Data to examine ->
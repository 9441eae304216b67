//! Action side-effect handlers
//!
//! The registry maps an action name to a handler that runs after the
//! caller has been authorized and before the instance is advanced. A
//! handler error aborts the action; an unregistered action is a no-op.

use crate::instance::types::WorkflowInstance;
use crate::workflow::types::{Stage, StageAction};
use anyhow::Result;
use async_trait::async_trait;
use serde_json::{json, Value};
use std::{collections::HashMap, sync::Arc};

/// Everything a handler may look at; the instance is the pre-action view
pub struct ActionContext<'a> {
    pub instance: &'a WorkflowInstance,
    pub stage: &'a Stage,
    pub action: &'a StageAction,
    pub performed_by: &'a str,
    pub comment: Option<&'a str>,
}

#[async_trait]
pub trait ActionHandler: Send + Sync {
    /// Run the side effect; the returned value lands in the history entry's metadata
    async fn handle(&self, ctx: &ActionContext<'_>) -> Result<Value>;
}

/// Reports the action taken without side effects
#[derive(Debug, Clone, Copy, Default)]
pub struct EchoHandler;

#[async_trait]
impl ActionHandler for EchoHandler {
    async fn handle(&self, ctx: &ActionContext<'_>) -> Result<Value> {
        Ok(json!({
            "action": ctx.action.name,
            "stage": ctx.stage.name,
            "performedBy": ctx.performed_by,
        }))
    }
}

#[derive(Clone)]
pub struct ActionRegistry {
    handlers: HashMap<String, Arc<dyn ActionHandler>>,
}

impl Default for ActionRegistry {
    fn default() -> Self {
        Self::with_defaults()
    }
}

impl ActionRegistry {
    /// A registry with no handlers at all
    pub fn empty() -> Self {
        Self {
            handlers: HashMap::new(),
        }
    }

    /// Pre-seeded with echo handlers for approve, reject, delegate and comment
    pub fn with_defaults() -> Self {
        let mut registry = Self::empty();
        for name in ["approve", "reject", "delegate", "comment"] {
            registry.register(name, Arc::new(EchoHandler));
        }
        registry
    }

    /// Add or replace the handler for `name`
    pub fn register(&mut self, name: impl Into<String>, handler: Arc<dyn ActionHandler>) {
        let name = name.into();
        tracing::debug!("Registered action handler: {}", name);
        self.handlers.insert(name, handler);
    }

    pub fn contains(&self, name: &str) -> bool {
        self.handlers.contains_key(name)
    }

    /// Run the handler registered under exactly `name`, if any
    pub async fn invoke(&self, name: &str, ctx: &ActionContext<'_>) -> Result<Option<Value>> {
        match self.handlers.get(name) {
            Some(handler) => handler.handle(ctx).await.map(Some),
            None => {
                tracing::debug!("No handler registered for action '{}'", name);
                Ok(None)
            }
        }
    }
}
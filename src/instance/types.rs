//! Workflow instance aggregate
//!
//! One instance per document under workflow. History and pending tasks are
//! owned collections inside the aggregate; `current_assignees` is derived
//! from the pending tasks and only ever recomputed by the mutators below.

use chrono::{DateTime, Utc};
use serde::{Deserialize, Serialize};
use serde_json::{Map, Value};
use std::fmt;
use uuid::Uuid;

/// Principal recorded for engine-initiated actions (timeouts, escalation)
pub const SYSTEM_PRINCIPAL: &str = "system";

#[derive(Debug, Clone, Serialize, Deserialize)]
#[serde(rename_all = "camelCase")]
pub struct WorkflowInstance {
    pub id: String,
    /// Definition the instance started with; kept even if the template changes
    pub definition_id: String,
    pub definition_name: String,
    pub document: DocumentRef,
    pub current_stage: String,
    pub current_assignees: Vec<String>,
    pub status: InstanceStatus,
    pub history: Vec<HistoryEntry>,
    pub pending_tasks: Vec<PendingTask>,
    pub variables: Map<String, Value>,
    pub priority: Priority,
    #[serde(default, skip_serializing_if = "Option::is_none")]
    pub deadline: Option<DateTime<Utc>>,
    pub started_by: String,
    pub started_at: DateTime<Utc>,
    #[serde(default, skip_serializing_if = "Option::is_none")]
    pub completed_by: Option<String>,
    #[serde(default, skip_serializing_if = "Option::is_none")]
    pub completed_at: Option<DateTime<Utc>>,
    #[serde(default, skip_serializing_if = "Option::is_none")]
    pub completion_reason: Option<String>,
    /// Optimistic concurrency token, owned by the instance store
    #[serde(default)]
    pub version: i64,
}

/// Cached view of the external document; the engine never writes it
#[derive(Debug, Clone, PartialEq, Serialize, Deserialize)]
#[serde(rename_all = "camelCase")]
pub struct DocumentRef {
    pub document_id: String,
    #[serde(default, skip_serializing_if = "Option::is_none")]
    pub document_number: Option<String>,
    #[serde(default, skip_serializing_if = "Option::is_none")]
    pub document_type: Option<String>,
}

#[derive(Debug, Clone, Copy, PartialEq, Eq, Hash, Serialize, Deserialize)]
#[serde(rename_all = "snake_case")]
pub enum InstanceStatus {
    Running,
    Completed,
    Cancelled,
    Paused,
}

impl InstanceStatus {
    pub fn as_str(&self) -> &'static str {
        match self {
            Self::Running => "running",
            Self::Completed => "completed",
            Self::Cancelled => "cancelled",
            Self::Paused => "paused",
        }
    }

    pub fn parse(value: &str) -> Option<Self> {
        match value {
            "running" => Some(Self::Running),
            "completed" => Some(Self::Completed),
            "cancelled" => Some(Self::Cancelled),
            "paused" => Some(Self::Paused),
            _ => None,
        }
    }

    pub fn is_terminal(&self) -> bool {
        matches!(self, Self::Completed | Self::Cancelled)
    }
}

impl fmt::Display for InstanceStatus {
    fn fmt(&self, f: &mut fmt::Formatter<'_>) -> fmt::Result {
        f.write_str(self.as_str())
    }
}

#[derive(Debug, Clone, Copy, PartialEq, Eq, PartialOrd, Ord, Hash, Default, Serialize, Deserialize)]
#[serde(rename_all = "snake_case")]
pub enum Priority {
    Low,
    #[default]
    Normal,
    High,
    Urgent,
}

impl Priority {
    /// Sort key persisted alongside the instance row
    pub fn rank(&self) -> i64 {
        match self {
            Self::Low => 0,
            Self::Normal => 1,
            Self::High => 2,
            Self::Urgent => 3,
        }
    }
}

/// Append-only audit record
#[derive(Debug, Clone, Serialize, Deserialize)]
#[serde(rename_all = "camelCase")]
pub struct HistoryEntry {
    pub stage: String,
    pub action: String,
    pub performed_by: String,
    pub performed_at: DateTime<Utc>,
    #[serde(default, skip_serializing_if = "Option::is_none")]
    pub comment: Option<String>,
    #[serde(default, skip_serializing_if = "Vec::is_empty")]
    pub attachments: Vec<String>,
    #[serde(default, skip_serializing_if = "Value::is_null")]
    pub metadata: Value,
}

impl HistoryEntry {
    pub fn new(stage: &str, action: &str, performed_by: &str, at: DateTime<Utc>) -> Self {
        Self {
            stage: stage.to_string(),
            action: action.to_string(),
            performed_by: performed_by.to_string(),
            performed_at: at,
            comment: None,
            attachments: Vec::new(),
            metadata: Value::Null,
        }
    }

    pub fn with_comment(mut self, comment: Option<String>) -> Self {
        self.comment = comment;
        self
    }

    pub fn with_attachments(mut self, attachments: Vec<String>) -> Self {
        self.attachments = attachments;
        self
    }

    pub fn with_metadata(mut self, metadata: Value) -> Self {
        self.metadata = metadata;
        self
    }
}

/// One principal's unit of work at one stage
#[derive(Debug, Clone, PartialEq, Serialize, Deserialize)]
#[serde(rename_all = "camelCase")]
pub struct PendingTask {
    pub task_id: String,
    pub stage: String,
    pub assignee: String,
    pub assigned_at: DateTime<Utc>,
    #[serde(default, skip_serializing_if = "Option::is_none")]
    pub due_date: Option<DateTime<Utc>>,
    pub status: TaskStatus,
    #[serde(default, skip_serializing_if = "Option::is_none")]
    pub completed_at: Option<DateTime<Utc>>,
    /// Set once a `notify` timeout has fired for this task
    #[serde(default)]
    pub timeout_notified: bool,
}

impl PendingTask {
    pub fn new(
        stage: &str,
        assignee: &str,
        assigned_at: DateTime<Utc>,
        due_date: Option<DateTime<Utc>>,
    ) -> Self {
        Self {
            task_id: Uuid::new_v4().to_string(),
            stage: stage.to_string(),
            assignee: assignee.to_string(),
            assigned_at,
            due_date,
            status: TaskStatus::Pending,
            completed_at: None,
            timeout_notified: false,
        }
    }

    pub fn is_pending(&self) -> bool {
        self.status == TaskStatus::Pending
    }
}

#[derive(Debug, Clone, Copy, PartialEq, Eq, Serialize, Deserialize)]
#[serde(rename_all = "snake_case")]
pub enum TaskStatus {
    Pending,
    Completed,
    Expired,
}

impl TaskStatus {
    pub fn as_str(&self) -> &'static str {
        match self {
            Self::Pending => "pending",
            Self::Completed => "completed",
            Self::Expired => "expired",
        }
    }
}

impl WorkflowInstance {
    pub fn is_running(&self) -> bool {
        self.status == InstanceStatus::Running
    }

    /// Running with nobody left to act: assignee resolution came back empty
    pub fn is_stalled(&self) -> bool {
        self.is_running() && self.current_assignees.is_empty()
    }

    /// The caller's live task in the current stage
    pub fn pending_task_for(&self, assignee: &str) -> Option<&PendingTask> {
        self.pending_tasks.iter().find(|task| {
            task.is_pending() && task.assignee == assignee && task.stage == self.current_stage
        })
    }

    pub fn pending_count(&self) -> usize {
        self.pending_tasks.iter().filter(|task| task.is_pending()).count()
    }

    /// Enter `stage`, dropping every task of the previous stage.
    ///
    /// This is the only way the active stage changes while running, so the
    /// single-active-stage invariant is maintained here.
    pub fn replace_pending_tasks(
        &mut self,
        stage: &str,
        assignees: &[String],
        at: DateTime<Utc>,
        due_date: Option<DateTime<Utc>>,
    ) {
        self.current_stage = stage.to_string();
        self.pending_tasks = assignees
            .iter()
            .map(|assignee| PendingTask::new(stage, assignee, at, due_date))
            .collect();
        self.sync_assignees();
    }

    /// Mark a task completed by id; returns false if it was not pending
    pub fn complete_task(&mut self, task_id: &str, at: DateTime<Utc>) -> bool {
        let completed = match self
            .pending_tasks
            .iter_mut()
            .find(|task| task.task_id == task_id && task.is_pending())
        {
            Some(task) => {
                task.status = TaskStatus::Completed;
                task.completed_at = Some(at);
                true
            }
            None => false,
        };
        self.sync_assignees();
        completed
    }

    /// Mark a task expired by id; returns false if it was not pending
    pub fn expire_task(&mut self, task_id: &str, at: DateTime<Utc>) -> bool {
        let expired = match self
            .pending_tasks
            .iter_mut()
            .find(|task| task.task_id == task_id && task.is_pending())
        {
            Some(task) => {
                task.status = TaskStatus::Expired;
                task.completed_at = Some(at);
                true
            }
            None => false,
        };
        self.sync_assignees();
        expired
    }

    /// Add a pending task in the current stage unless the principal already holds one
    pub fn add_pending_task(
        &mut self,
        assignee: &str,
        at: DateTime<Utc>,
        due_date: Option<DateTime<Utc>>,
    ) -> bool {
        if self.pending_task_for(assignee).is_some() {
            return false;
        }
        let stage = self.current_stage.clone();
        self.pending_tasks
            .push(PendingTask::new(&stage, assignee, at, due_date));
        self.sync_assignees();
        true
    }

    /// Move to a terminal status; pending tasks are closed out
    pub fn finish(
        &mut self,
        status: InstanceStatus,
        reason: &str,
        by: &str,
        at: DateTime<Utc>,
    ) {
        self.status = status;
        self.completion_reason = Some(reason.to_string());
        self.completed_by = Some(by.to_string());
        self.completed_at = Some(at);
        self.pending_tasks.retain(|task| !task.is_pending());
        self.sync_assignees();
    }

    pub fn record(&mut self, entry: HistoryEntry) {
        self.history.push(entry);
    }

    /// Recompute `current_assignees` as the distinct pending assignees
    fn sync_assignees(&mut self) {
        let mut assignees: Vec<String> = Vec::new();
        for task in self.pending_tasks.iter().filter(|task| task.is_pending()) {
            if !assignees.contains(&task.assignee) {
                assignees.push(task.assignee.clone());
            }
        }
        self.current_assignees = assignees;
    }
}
...
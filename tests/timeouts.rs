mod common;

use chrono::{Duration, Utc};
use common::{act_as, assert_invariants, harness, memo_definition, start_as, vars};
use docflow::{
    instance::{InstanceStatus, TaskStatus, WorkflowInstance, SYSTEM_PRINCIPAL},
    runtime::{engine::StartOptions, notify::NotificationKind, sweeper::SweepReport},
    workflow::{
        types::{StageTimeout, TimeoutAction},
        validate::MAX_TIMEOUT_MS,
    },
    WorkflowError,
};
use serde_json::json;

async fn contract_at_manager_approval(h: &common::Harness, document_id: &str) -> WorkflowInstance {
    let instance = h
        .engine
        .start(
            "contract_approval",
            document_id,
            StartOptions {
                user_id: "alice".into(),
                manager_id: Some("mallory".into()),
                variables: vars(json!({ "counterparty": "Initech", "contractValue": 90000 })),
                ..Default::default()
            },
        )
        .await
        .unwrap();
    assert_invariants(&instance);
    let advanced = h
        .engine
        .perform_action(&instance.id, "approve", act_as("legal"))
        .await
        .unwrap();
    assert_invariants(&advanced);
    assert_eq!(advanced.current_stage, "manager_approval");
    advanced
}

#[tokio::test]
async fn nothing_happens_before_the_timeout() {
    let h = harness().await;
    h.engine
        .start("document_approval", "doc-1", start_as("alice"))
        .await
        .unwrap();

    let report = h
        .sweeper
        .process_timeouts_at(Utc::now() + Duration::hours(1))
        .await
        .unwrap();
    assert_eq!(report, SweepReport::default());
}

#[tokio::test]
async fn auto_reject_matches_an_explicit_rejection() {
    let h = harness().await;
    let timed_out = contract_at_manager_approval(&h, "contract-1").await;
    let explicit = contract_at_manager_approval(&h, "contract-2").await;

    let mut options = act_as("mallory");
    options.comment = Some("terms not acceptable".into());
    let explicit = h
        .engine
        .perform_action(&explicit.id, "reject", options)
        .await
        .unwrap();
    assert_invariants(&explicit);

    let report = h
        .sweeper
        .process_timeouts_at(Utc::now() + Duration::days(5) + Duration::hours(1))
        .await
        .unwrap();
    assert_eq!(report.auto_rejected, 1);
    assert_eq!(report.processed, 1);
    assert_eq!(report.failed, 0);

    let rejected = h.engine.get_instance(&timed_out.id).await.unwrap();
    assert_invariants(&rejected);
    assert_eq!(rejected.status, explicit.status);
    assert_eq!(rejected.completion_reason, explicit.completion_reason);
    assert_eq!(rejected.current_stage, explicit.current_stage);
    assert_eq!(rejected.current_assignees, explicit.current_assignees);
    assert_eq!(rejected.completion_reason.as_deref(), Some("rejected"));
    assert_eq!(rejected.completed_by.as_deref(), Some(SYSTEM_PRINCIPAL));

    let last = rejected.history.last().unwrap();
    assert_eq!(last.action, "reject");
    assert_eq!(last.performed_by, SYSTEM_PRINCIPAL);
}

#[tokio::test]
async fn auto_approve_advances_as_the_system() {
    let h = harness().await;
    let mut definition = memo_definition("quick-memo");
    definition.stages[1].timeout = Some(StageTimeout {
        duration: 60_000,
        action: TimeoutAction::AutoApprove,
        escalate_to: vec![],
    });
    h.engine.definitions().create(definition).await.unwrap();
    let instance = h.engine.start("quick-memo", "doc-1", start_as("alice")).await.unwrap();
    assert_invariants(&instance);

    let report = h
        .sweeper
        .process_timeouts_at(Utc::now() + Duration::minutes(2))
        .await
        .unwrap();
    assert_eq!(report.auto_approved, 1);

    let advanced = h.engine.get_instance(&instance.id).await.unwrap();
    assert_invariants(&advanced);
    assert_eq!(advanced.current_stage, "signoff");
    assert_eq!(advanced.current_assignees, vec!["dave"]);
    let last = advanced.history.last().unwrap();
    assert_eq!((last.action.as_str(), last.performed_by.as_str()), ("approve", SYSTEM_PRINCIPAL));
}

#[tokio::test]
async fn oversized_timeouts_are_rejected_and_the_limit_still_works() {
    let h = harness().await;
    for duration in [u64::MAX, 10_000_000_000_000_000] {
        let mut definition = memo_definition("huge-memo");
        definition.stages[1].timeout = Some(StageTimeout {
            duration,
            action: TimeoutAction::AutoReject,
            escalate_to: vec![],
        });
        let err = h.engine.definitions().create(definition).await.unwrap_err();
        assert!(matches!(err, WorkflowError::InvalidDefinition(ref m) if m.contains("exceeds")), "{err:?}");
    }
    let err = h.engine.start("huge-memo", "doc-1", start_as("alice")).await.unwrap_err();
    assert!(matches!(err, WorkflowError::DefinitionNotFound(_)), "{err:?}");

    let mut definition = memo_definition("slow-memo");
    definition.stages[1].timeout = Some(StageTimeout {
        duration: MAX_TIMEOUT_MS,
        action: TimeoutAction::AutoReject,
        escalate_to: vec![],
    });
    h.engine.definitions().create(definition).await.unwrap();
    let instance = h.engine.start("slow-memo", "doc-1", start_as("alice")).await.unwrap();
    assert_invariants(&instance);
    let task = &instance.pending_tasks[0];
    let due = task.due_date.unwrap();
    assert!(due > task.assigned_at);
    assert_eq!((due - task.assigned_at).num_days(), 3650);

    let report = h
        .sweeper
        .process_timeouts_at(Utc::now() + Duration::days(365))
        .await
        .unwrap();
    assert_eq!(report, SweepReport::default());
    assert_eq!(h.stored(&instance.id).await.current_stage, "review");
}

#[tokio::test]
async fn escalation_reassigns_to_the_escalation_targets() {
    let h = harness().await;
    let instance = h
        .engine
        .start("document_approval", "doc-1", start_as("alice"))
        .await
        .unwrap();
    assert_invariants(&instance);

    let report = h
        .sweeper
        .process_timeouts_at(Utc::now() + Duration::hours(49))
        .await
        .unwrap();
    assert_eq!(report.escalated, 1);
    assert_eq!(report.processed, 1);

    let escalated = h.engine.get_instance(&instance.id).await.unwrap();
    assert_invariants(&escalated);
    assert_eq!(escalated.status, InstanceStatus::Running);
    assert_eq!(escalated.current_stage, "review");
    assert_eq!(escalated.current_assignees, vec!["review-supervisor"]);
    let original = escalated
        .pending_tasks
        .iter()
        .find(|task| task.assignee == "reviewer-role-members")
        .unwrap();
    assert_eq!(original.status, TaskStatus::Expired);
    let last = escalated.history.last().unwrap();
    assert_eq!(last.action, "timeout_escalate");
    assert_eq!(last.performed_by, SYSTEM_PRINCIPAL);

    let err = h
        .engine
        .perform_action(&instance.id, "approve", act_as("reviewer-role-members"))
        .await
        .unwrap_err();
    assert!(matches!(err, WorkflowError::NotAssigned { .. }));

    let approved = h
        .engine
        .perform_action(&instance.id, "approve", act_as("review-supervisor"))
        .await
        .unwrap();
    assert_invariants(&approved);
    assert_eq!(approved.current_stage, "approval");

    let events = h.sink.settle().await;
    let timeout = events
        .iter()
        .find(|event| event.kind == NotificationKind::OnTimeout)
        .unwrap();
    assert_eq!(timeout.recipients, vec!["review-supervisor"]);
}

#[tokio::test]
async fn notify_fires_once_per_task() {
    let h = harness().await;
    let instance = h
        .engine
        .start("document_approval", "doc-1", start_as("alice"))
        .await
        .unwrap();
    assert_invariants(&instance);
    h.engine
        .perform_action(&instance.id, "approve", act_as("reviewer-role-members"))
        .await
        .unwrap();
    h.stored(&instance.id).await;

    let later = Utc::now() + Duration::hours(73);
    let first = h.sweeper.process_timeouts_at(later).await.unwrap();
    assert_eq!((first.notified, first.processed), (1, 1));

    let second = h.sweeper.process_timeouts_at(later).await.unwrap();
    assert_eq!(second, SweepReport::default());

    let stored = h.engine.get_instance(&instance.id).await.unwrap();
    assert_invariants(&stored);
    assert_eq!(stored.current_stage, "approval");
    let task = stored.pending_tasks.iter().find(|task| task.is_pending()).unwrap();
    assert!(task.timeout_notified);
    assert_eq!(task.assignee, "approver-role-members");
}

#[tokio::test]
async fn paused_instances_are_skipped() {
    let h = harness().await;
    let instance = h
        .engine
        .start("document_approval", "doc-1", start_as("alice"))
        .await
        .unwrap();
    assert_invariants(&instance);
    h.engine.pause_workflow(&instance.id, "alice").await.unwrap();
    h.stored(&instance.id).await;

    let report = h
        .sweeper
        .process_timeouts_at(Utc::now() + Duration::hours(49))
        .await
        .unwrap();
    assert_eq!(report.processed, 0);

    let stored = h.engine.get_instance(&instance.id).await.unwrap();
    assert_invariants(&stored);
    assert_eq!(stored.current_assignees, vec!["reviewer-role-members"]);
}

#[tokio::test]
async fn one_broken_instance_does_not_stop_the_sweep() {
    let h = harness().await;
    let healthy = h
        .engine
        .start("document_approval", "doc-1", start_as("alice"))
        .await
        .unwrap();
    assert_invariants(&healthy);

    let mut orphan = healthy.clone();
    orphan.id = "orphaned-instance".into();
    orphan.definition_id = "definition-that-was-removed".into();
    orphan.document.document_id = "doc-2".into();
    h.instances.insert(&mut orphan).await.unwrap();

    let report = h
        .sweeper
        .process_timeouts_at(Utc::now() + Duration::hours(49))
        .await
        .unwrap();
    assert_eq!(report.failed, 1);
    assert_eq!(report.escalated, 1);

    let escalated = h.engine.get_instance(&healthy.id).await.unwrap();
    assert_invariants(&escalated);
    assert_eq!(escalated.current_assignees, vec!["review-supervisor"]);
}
==
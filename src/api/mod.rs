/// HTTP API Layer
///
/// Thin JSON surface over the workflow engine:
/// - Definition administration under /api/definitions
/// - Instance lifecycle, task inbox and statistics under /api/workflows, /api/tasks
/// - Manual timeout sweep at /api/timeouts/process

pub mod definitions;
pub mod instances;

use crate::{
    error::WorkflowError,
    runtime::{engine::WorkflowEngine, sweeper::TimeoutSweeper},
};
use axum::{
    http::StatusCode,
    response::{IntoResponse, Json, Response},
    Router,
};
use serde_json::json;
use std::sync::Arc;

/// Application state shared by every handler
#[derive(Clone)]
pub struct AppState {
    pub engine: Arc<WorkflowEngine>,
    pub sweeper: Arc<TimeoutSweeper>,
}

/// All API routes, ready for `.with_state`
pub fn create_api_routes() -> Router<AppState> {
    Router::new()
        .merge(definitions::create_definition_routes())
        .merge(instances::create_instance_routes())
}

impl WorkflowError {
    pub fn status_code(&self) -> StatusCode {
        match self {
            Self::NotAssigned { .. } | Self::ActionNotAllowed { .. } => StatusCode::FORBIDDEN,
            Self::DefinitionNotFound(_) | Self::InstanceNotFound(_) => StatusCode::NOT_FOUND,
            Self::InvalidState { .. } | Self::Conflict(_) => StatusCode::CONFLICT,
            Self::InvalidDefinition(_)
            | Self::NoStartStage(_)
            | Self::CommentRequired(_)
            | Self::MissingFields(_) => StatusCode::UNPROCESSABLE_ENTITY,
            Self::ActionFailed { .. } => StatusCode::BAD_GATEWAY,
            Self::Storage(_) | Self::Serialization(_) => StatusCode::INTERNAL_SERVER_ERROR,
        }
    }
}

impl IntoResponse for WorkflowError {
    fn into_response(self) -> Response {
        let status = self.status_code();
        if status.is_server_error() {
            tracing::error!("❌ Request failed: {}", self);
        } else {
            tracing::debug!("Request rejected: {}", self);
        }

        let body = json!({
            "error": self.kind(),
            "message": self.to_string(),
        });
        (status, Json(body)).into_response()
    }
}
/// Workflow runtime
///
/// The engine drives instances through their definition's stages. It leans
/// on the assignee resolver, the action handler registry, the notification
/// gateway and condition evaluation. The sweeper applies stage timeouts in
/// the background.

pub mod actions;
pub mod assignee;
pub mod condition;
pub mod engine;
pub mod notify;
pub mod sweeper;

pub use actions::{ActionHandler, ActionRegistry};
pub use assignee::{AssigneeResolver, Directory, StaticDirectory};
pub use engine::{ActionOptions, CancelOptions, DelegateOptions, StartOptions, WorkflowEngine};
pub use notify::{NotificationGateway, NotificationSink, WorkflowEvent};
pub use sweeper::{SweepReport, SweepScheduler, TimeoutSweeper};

Task brief -> Output the material above exactly, but only from the line that carries "for this task" through the line that carries "pub fn is_running(&self)".

Solution for this exercise ->
    /// Set once a `notify` timeout has fired for this task
    #[serde(default)]
    pub timeout_notified: bool,
}

impl PendingTask {
    pub fn new(
        stage: &str,
        assignee: &str,
        assigned_at: DateTime<Utc>,
        due_date: Option<DateTime<Utc>>,
    ) -> Self {
        Self {
            task_id: Uuid::new_v4().to_string(),
            stage: stage.to_string(),
            assignee: assignee.to_string(),
            assigned_at,
            due_date,
            status: TaskStatus::Pending,
            completed_at: None,
            timeout_notified: false,
        }
    }

    pub fn is_pending(&self) -> bool {
        self.status == TaskStatus::Pending
    }
}

#[derive(Debug, Clone, Copy, PartialEq, Eq, Serialize, Deserialize)]
#[serde(rename_all = "snake_case")]
pub enum TaskStatus {
    Pending,
    Completed,
    Expired,
}

impl TaskStatus {
    pub fn as_str(&self) -> &'static str {
        match self {
            Self::Pending => "pending",
            Self::Completed => "completed",
            Self::Expired => "expired",
        }
    }
}

impl WorkflowInstance {
    pub fn is_running(&self) -> bool {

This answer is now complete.